Mega-trend #1: Shifting Global Gravity 

As the world’s economies become more interdependent, the need for students to examine and understand global issues becomes increasingly important. STEM activities assist students in learning to communicate and collaborate with others who may or may not have the same world view. Grant awardee, Five Oaks Academy used the Level Up Village Global Communication Platform, to collaborate with students in Ghana about genetics, world health, and global citizenship. Sixth graders got to know their partner in Ghana by exchanging video messages about their lives and their STEAM projects. This process developed empathy and global competency while bringing meaning to their learning.
 
Engaging students in real-world problems through STEM lessons, they learn to embrace the global issues facing our world and to work together to solve them.   
 

Mega-trend #2: Public Matters-Citizenship and Democracy 

As technology and social media increases, so does our access to information. Students need to learn how to filter and critically evaluate online information. A 2016 study completed by the Stanford History Education Group found that over 80% of middle schoolers believed a paid advertisement labeled “sponsored content” was a real news story. STEM activities encourage students to be critical consumers of information.

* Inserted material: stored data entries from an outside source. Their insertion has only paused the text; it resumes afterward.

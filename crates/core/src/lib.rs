//! Session management for the spresso WebDriver bridge.
//!
//! A [`SessionOrchestrator`] owns at most one session. It prepares the device
//! and the on-device Espresso server through the seams in `spresso_runtime`,
//! and decides per request whether a command is answered locally or forwarded
//! (see [`routing`]).

pub mod commands;
pub mod error;
pub mod routing;
pub mod session;

pub use commands::{AndroidCommands, LocalCommand, execute_local};
pub use error::{Result, SessionError, TROUBLESHOOTING_HINT};
pub use routing::{ProxyRoute, RouteInput, RouteTarget, resolve_route};
pub use session::{
	Collaborators, RecordingState, SessionContext, SessionHandlers, SessionOrchestrator, SessionState,
};
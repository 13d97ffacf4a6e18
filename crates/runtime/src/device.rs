//! Device-control seam.
//!
//! The session orchestrator only talks to the device through these traits.
//! [`crate::adb`] provides the implementation backed by the `adb` binary;
//! tests plug in in-memory fakes.

use std::path::{Path, PathBuf};
use std::sync::Arc;

use async_trait::async_trait;
use spresso_protocol::{DeviceInfo, LaunchInfo, SessionOptions};

use crate::error::{Error, Result};

/// Package signing and bundle conversion.
///
/// Split from [`DeviceControl`] because app resolution only needs these
/// three operations.
#[async_trait]
pub trait PackageTools: Send + Sync {
	/// Returns true when `apk` is already signed with the certificate expected for `package`.
	async fn check_apk_cert(&self, apk: &Path, package: Option<&str>) -> Result<bool>;

	/// Signs `apk` in place.
	async fn sign(&self, apk: &Path, package: Option<&str>) -> Result<()>;

	/// Builds a universal `.apk` out of an `.aab` bundle and returns its path.
	async fn extract_universal_apk(&self, aab: &Path) -> Result<PathBuf>;
}

/// Result of [`DeviceControl::init_device`].
#[derive(Debug, Clone, Default, PartialEq, Eq)]
pub struct InitOutcome {
	/// IME that was active before the session switched keyboards.
	pub default_ime: Option<String>,
}

/// Parameters of an on-device `screenrecord` capture.
#[derive(Debug, Clone, PartialEq, Eq)]
pub struct RecordingOptions {
	/// Maximum capture length; `screenrecord` refuses more than 1800 seconds.
	pub time_limit_secs: u32,
	pub bit_rate: Option<u32>,
	/// `WIDTHxHEIGHT`.
	pub video_size: Option<String>,
}

impl Default for RecordingOptions {
	fn default() -> Self {
		Self {
			time_limit_secs: DEFAULT_RECORDING_TIME_LIMIT_SECS,
			bit_rate: None,
			video_size: None,
		}
	}
}

pub const DEFAULT_RECORDING_TIME_LIMIT_SECS: u32 = 180;
pub const MAX_RECORDING_TIME_LIMIT_SECS: u32 = 1800;

/// Where a raw H.264 screen stream is served.
#[derive(Debug, Clone, PartialEq, Eq)]
pub struct StreamOptions {
	pub host: String,
	pub port: u16,
}

pub const DEFAULT_STREAMING_PORT: u16 = 8093;

impl Default for StreamOptions {
	fn default() -> Self {
		Self {
			host: "127.0.0.1".to_string(),
			port: DEFAULT_STREAMING_PORT,
		}
	}
}

/// Device identity resolved from capabilities.
#[derive(Debug, Clone, PartialEq, Eq)]
pub struct DeviceTarget {
	pub udid: String,
	/// Console port when the target is an emulator.
	pub emulator_port: Option<u16>,
	/// AVD name when the emulator was booted for this session.
	pub booted_avd: Option<String>,
}

/// Operations the session needs from a connected device.
#[async_trait]
pub trait DeviceControl: PackageTools {
	/// Serial of the device this handle talks to.
	fn device_id(&self) -> &str;

	async fn api_level(&self) -> Result<u32>;

	async fn set_hidden_api_policy(&self, value: &str, ignore_error: bool) -> Result<()>;

	async fn set_default_hidden_api_policy(&self, ignore_error: bool) -> Result<()>;

	/// Reads launch information from the app manifest when package or activity are unknown.
	async fn launch_info(&self, opts: &SessionOptions) -> Result<Option<LaunchInfo>>;

	/// Prepares the device for a session: locale, keyboard, log capture.
	async fn init_device(&self, opts: &SessionOptions) -> Result<InitOutcome>;

	async fn is_animation_on(&self) -> Result<bool>;

	async fn set_animation_state(&self, enabled: bool) -> Result<()>;

	async fn set_ime(&self, ime: &str) -> Result<()>;

	async fn forward_port(&self, system_port: u16, device_port: u16) -> Result<()>;

	async fn remove_port_forward(&self, system_port: u16) -> Result<()>;

	async fn unlock(&self) -> Result<()>;

	async fn is_app_installed(&self, package: &str) -> Result<bool>;

	async fn install_apk(&self, apk: &Path, timeout_ms: u64) -> Result<()>;

	/// Returns false when the package was not installed.
	async fn uninstall_apk(&self, package: &str) -> Result<bool>;

	/// Clears application data.
	async fn reset_app(&self, package: &str) -> Result<()>;

	async fn add_to_device_idle_whitelist(&self, packages: &[&str]) -> Result<()>;

	async fn force_stop(&self, package: &str) -> Result<()>;

	/// Waits until `package`/`activity` is focused.
	///
	/// `activity` may be a comma separated list and may contain `*` wildcards.
	async fn wait_for_activity(&self, package: &str, activity: &str, timeout_ms: u64)
	-> Result<()>;

	/// Returns the focused `(package, activity)`.
	async fn focused_activity(&self) -> Result<(String, String)>;

	/// Starts an instrumentation runner in the background.
	async fn start_instrumentation(&self, component: &str, args: &[(String, String)]) -> Result<()>;

	async fn stop_logcat(&self) -> Result<()>;

	async fn kill_emulator(&self, avd: &str) -> Result<()>;

	async fn device_info(&self) -> Result<DeviceInfo>;

	/// Captures the screen as a base64 encoded PNG.
	async fn screenshot(&self) -> Result<String>;

	async fn start_screen_recording(&self, _options: &RecordingOptions) -> Result<()> {
		Err(Error::Unsupported("screen recording"))
	}

	/// Stops the running capture and returns the video as base64, or `None`
	/// when nothing was recording.
	async fn stop_screen_recording(&self) -> Result<Option<String>> {
		Ok(None)
	}

	async fn is_media_projection_recording_running(&self) -> Result<bool> {
		Ok(false)
	}

	async fn stop_media_projection_recording(&self) -> Result<()> {
		Ok(())
	}

	async fn start_screen_streaming(&self, _options: &StreamOptions) -> Result<()> {
		Err(Error::Unsupported("screen streaming"))
	}

	async fn stop_screen_streaming(&self) -> Result<()> {
		Ok(())
	}
}

/// Picks a device from capabilities and opens a [`DeviceControl`] for it.
#[async_trait]
pub trait DeviceConnector: Send + Sync {
	async fn resolve(&self, opts: &SessionOptions) -> Result<DeviceTarget>;

	async fn connect(
		&self,
		target: &DeviceTarget,
		opts: &SessionOptions,
	) -> Result<Arc<dyn DeviceControl>>;
}
//! Host port selection for device-to-host forwarding.

use tokio::net::TcpListener;
use tracing::debug;

use crate::error::{Error, Result};

/// First port of the range forwarded to the on-device server.
pub const SYSTEM_PORT_RANGE_START: u16 = 8300;
/// Last port (inclusive) of the range forwarded to the on-device server.
pub const SYSTEM_PORT_RANGE_END: u16 = 8399;

/// Returns the first port in `low..=high` that can currently be bound on the loopback interface.
///
/// The temporary listener is dropped right away, so a later bind by another
/// process can still win the port.
pub async fn find_port_not_in_use(low: u16, high: u16) -> Result<u16> {
	for port in low..=high {
		if port_available(port).await {
			debug!(target = "spresso.port", port, "found free port");
			return Ok(port);
		}
	}
	Err(Error::PortUnavailable { low, high })
}

/// Convenience wrapper over [`find_port_not_in_use`] for the system port range.
pub async fn find_system_port() -> Result<u16> {
	find_port_not_in_use(SYSTEM_PORT_RANGE_START, SYSTEM_PORT_RANGE_END).await
}

async fn port_available(port: u16) -> bool {
	TcpListener::bind(("127.0.0.1", port)).await.is_ok()
}

#[cfg(test)]
mod tests {
	use super::*;

	#[tokio::test]
	async fn skips_bound_port() {
		let held = TcpListener::bind(("127.0.0.1", 0)).await.unwrap();
		let taken = held.local_addr().unwrap().port();

		let single = find_port_not_in_use(taken, taken).await;
		assert!(matches!(
			single,
			Err(Error::PortUnavailable { low, high }) if low == taken && high == taken
		));

		let high = taken.saturating_add(8);
		match find_port_not_in_use(taken, high).await {
			Ok(port) => {
				assert_ne!(port, taken);
				assert!((taken..=high).contains(&port));
			}
			Err(Error::PortUnavailable { .. }) => {}
			Err(e) => panic!("Unexpected error: {e:?}"),
		}
	}

	#[tokio::test]
	async fn empty_range_is_unavailable() {
		let result = find_port_not_in_use(9000, 8999).await;
		assert!(matches!(result, Err(Error::PortUnavailable { .. })));
	}
}
use tracing_subscriber::EnvFilter;
use tracing_subscriber::fmt::writer::MakeWriterExt;

pub fn init_logging(verbosity: u8) {
	// 0 = warnings only, device plumbing silent
	// 1 (-v) = info for sessions, warn for device plumbing
	// 2+ (-vv) = debug/trace for everything
	let filter = match verbosity {
		0 => "warn,spresso_runtime=error",
		1 => "info,spresso_runtime=warn",
		_ => "debug",
	};

	let env_filter = EnvFilter::try_from_default_env().unwrap_or_else(|_| EnvFilter::new(filter));

	let stderr = std::io::stderr.with_max_level(tracing::Level::TRACE);

	tracing_subscriber::fmt()
		.with_env_filter(env_filter)
		.with_writer(stderr)
		.with_target(true)
		.with_level(true)
		.compact()
		.init();
}
//! Unpacking of app containers.

use std::path::{Path, PathBuf};

use tempfile::TempDir;
use tokio::process::Command;
use tracing::{debug, warn};
use walkdir::WalkDir;

use crate::error::{Error, Result};

/// Environment variable that makes extraction prefer the platform `unzip` tool.
pub const PREFER_SYSTEM_UNZIP_ENV: &str = "SPRESSO_PREFER_SYSTEM_UNZIP";

/// Interprets the value of [`PREFER_SYSTEM_UNZIP_ENV`].
///
/// Absent, empty, `0` and `false` (any case) disable the preference.
pub fn prefer_system_unzip(value: Option<&str>) -> bool {
	match value.map(str::trim) {
		None | Some("") => false,
		Some(v) => !matches!(v.to_ascii_lowercase().as_str(), "0" | "false"),
	}
}

/// Reads [`PREFER_SYSTEM_UNZIP_ENV`] from the process environment.
pub fn prefer_system_unzip_from_env() -> bool {
	prefer_system_unzip(std::env::var(PREFER_SYSTEM_UNZIP_ENV).ok().as_deref())
}

/// Extracts `archive` into a fresh temporary directory.
pub async fn extract_to_temp(archive: &Path, use_system_unzip: bool) -> Result<TempDir> {
	let dir = tempfile::Builder::new().prefix("spresso-app-").tempdir()?;

	if use_system_unzip {
		match which::which("unzip") {
			Ok(unzip) => {
				let output = Command::new(&unzip)
					.arg("-q")
					.arg("-o")
					.arg(archive)
					.arg("-d")
					.arg(dir.path())
					.output()
					.await?;
				if output.status.success() {
					return Ok(dir);
				}
				warn!(
					target = "spresso.app",
					archive = %archive.display(),
					stderr = %String::from_utf8_lossy(&output.stderr).trim(),
					"system unzip failed; falling back to bundled extractor"
				);
			}
			Err(_) => {
				debug!(target = "spresso.app", "unzip not on PATH; using bundled extractor");
			}
		}
	}

	let archive = archive.to_path_buf();
	let target = dir.path().to_path_buf();
	tokio::task::spawn_blocking(move || -> Result<()> {
		let file = std::fs::File::open(&archive)?;
		let mut zip = zip::ZipArchive::new(file)?;
		zip.extract(&target)?;
		Ok(())
	})
	.await
	.map_err(|e| Error::Io(std::io::Error::other(e)))??;

	Ok(dir)
}

/// Finds installable packages under `root`, shallowest first.
///
/// Ties on depth are broken by path so the choice is deterministic.
pub fn find_packages(root: &Path, extensions: &[&str]) -> Vec<PathBuf> {
	let mut found: Vec<(usize, PathBuf)> = WalkDir::new(root)
		.into_iter()
		.filter_map(|entry| entry.ok())
		.filter(|entry| entry.file_type().is_file())
		.filter(|entry| has_extension(entry.path(), extensions))
		.map(|entry| {
			let relative = entry.path().strip_prefix(root).unwrap_or(entry.path());
			(relative.components().count(), entry.into_path())
		})
		.collect();
	found.sort();
	found.into_iter().map(|(_, path)| path).collect()
}

/// Case-insensitive extension check; `extensions` include the leading dot.
pub fn has_extension(path: &Path, extensions: &[&str]) -> bool {
	let lower = path.to_string_lossy().to_lowercase();
	extensions.iter().any(|ext| lower.ends_with(ext))
}
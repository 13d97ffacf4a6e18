//! Android SDK tool lookup.
//!
//! Tools are located in the following order:
//! 1. `ANDROID_HOME` / `ANDROID_SDK_ROOT` subdirectories (newest build-tools first)
//! 2. `PATH`

use std::path::{Path, PathBuf};

use tracing::debug;

use crate::error::{Error, Result};

/// Environment variables naming the SDK root, in priority order.
pub const SDK_ROOT_ENV: &[&str] = &["ANDROID_HOME", "ANDROID_SDK_ROOT"];

/// Host tools used by the device layer.
#[derive(Debug, Clone, Copy, PartialEq, Eq)]
pub enum Tool {
	Adb,
	Emulator,
	Apksigner,
	Aapt,
	Bundletool,
}

impl Tool {
	pub fn binary_name(self) -> &'static str {
		match self {
			Tool::Adb => "adb",
			Tool::Emulator => "emulator",
			Tool::Apksigner => "apksigner",
			Tool::Aapt => "aapt",
			Tool::Bundletool => "bundletool",
		}
	}

	/// SDK subdirectories searched for this tool.
	fn sdk_dirs(self, root: &Path) -> Vec<PathBuf> {
		match self {
			Tool::Adb => vec![root.join("platform-tools")],
			Tool::Emulator => vec![root.join("emulator"), root.join("tools")],
			Tool::Apksigner | Tool::Aapt => build_tools_dirs(root),
			Tool::Bundletool => vec![root.join("cmdline-tools").join("latest").join("bin")],
		}
	}
}

/// Located SDK root, if any.
#[derive(Debug, Clone, Default, PartialEq, Eq)]
pub struct Sdk {
	root: Option<PathBuf>,
}

impl Sdk {
	/// Reads the SDK root from the environment.
	pub fn from_env() -> Self {
		let root = SDK_ROOT_ENV
			.iter()
			.filter_map(|name| std::env::var_os(name))
			.map(PathBuf::from)
			.find(|path| path.is_dir());
		Self { root }
	}

	pub fn with_root(root: impl Into<PathBuf>) -> Self {
		Self {
			root: Some(root.into()),
		}
	}

	pub fn root(&self) -> Option<&Path> {
		self.root.as_deref()
	}

	/// Returns the path of `tool`.
	///
	/// # Errors
	///
	/// Returns [`Error::ToolNotFound`] when neither the SDK nor `PATH` has it.
	pub fn locate(&self, tool: Tool) -> Result<PathBuf> {
		if let Some(path) = self.locate_in_sdk(tool) {
			debug!(target = "spresso.sdk", tool = tool.binary_name(), path = %path.display(), "found tool in sdk");
			return Ok(path);
		}

		which::which(tool.binary_name()).map_err(|_| Error::ToolNotFound(tool.binary_name().to_string()))
	}

	fn locate_in_sdk(&self, tool: Tool) -> Option<PathBuf> {
		let root = self.root.as_deref()?;
		tool.sdk_dirs(root)
			.into_iter()
			.flat_map(|dir| executable_candidates(&dir, tool.binary_name()))
			.find(|candidate| candidate.is_file())
	}
}

fn executable_candidates(dir: &Path, name: &str) -> Vec<PathBuf> {
	if cfg!(windows) {
		vec![
			dir.join(format!("{name}.exe")),
			dir.join(format!("{name}.bat")),
		]
	} else {
		vec![dir.join(name)]
	}
}

/// `build-tools/<version>` directories, newest version first.
fn build_tools_dirs(root: &Path) -> Vec<PathBuf> {
	let Ok(entries) = std::fs::read_dir(root.join("build-tools")) else {
		return Vec::new();
	};
	let mut dirs: Vec<PathBuf> = entries
		.filter_map(|entry| entry.ok())
		.map(|entry| entry.path())
		.filter(|path| path.is_dir())
		.collect();
	dirs.sort_by_cached_key(|path| std::cmp::Reverse(version_key(path)));
	dirs
}

fn version_key(path: &Path) -> Vec<u32> {
	path.file_name()
		.and_then(|name| name.to_str())
		.unwrap_or_default()
		.split(['.', '-'])
		.map(|part| part.parse().unwrap_or(0))
		.collect()
}

#[cfg(test)]
mod tests {
	use std::fs;

	use tempfile::TempDir;

	use super::*;

	fn touch(path: &Path) {
		fs::create_dir_all(path.parent().unwrap()).unwrap();
		fs::write(path, "#!/bin/sh\n").unwrap();
	}

	#[cfg(unix)]
	#[test]
	fn picks_newest_build_tools() {
		let temp = TempDir::new().unwrap();
		touch(&temp.path().join("build-tools/9.0.0/apksigner"));
		touch(&temp.path().join("build-tools/30.0.3/apksigner"));
		touch(&temp.path().join("build-tools/28.0.1/apksigner"));

		let sdk = Sdk::with_root(temp.path());
		let found = sdk.locate(Tool::Apksigner).unwrap();
		assert_eq!(found, temp.path().join("build-tools/30.0.3/apksigner"));
	}

	#[cfg(unix)]
	#[test]
	fn adb_comes_from_platform_tools() {
		let temp = TempDir::new().unwrap();
		touch(&temp.path().join("platform-tools/adb"));

		let sdk = Sdk::with_root(temp.path());
		assert_eq!(
			sdk.locate(Tool::Adb).unwrap(),
			temp.path().join("platform-tools/adb")
		);
	}

	#[test]
	fn missing_build_tools_dir_is_empty() {
		let temp = TempDir::new().unwrap();
		assert!(build_tools_dirs(temp.path()).is_empty());
		assert!(Sdk::with_root(temp.path()).locate_in_sdk(Tool::Aapt).is_none());
	}

	#[test]
	fn version_key_orders_numerically() {
		assert!(version_key(Path::new("30.0.3")) > version_key(Path::new("9.0.0")));
		assert!(version_key(Path::new("34.0.0-rc1")) > version_key(Path::new("33.0.2")));
	}
}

By researching topics through various points of view and comparing them to data, students learn to compare sources and make decisions based on evidence instead of making assumptions of truth based on the current viral video.
 
Teaching students how to be critical consumers of information provides them the life-skills and tools needed to be informed citizens about local, national, and worldly issues.
 

Mega-trend #3: Security in a Risky World 

The increased use of technology has also resulted in a new avenue of risk. Students must have strategies for protecting their online presence. STEM classrooms teach students the importance of their digital footprint, guidelines for online privacy, as well as how to monitor for cyberbullying.   Teachers can help students take ownership of their digital lives using lessons such as the ones found in Common Sense Media’s interactive curriculum
 
Teaching students digital literacy and how to protect themselves online enable them to confidently live in this digital age.
 

Mega-trend #4: Living Longer, Living Better 

As healthcare improves, people are living longer. According to OECD, adults are now likely to live a decade or more after the traditional retirement age. In the STEM classroom, teachers serve as facilitators allowing students to explore concepts and ideas instead of being “told” about them. Developing a student’s natural curiosity about the world and teaching them to explore and question fosters a mindset of life-long learning.
 
Most believe that encouraging a culture of lifelong learning is a tool that benefits mental capacity as we age.
 

Mega-trend #5: Modern Cultures 

Many aspects of our society are changing. People live in a more individualized world, connecting through networks instead of traditional community organizations. Work and life patterns are changing, with people becoming more engaged in virtual communities and more concerned about ethical consumption of goods.  
 
STEM activities provide an avenue for students to be creative entrepreneurs as illustrated by St. Gregory the Great, another grant awardee.  This Bluffton school embarked on a year-long journey to create a sustainable loofah gourd soap business. Students studied what luffas needed to grow, designed a trellis system to support the luffas, worked with a local company to solve garden problems, designed marketing materials, and sold their product at a local farmer’s market.  
 
Hands-on projects in the classroom promote the collaborative problem-solving that the virtual communities of the future require for success.   
 
These five mega-trends identified by OECD are changing our world, and that means changing the way we design our classrooms. STEM education is a pathway that promotes collaboration, creativity, critical thinking, communication, and digital literacy.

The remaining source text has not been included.